Auditory Training Programs are not well supported research wise in terms of efficacy. The research on Fast Forward was mostly done by…Fast Forward…hardly an independent endorsement of the program.
These programs are also not designed to be used with students with hearing losses.
Does your school district contract with an educational audiologist? If so, this person would be the go to person for help in the school setting.
thank you so much for your replies. We have tried for 5 years with our district; although she has 2 other medical dx, and misses an average of 40 days per school year due to illness, hospitalization, or specialist appointments, she had been denied an IEP, AND the services of an ed.Aud. After initiating a lawsuit this fall, they modified ONE of her classrooms (in February, just before our private evaluators came in) and have been providing once a week, 40 mjnutes sessions with a ToD(frequently missed due to illness and school holidays falling in Friday’s).
We have enrolled her for the fall in a private day school which has a special program for executive function and language based learning disabilities. If she continues to miss a lot of days, they will be able to provide her individualized time to catch up. Intellectually (state evaluation) she is bright average to above average, and even tested 99%tile in some areas (a lot of scatter). In PS she is at the 38 and 46 %tile in standardized testing. So we need to move her before she falls so far behind that she can’t catch up. It is already affecting the type of friend she has and her attitude towards school.

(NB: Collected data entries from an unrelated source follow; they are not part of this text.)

//! # Storage Layer
//!
//! Everything that touches the filesystem.
//!
//! | Data | Format | Location |
//! |------|--------|----------|
//! | Pages | HTML (UTF-8) | `*.html` directly inside `--dir` |
//! | Rule files | TOML | path given to `pagepatch apply` |
//! | Global config | TOML | platform config dir, `config.toml` |
//!
//! ## Key Types
//!
//! - [`PageStore`] - List, read and atomically rewrite pages
//! - [`RulesFile`] - Rule file contents, compiled into [`InjectionRule`](crate::domain::InjectionRule)s
//! - [`GlobalConfig`] - User-wide defaults

mod config;
mod pages;

pub use config::{AnchorSpec, ConfigError, GlobalConfig, RuleSpec, RulesFile, SupersedeSpec};
pub use pages::{file_name, PageStore};
//! Console output for CLI commands

use crate::domain::Outcome;

/// Output helper for consistent formatting
pub struct Output {
    verbose: bool,
}

impl Output {
    pub fn new(verbose: bool) -> Self {
        Self { verbose }
    }

    /// Prints a success message
    pub fn success(&self, message: &str) {
        println!("{}", message);
    }

    /// Prints the status line for one rule applied to one page
    pub fn status(&self, page: &str, rule: &str, outcome: Outcome) {
        let icon = match outcome {
            Outcome::Inserted | Outcome::Replaced => "+",
            Outcome::AlreadyPresent => "=",
            Outcome::Excluded => "-",
            Outcome::NoAnchor | Outcome::Conflict => "!",
        };
        println!("[{}] {:<16} {:<24} {}", icon, outcome, rule, page);
    }

    /// Prints the status line for a page that could not be processed
    pub fn failure(&self, page: &str, message: &str) {
        println!("[x] {:<16} {:<24} {}: {}", "error", "-", page, message);
    }

    /// Prints a blank line
    pub fn blank(&self) {
        println!();
    }

    /// Returns true if verbose mode is enabled
    pub fn is_verbose(&self) -> bool {
        self.verbose
    }

    /// Prints a verbose debug message (only when --verbose is set)
    pub fn verbose(&self, message: &str) {
        if self.verbose {
            eprintln!("[verbose] {}", message);
        }
    }

    /// Prints a verbose debug message with context (only when --verbose is set)
    pub fn verbose_ctx(&self, context: &str, message: &str) {
        if self.verbose {
            eprintln!("[verbose:{}] {}", context, message);
        }
    }
}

Met a FastForward provider who trialed her and kept shaking her head. She said she does too well, and probablynwouldnt get
She did very well i. the FF trial so the SLO gave us some free APPs to try, and she will let us know how they look remotely.
She also complains about trouble reading, sheninly wants to read graphic novels because she says the “lines get mixed
up, and i skip lines and then the story doesn’t make sense and I have to read it over and over””.
I feel lost- like I can’t figure out the right person to take her to to tell us what would help with each problem.
I haven’t gone back and read the whole thread, but you might want to consider a full neuropsychological assessment.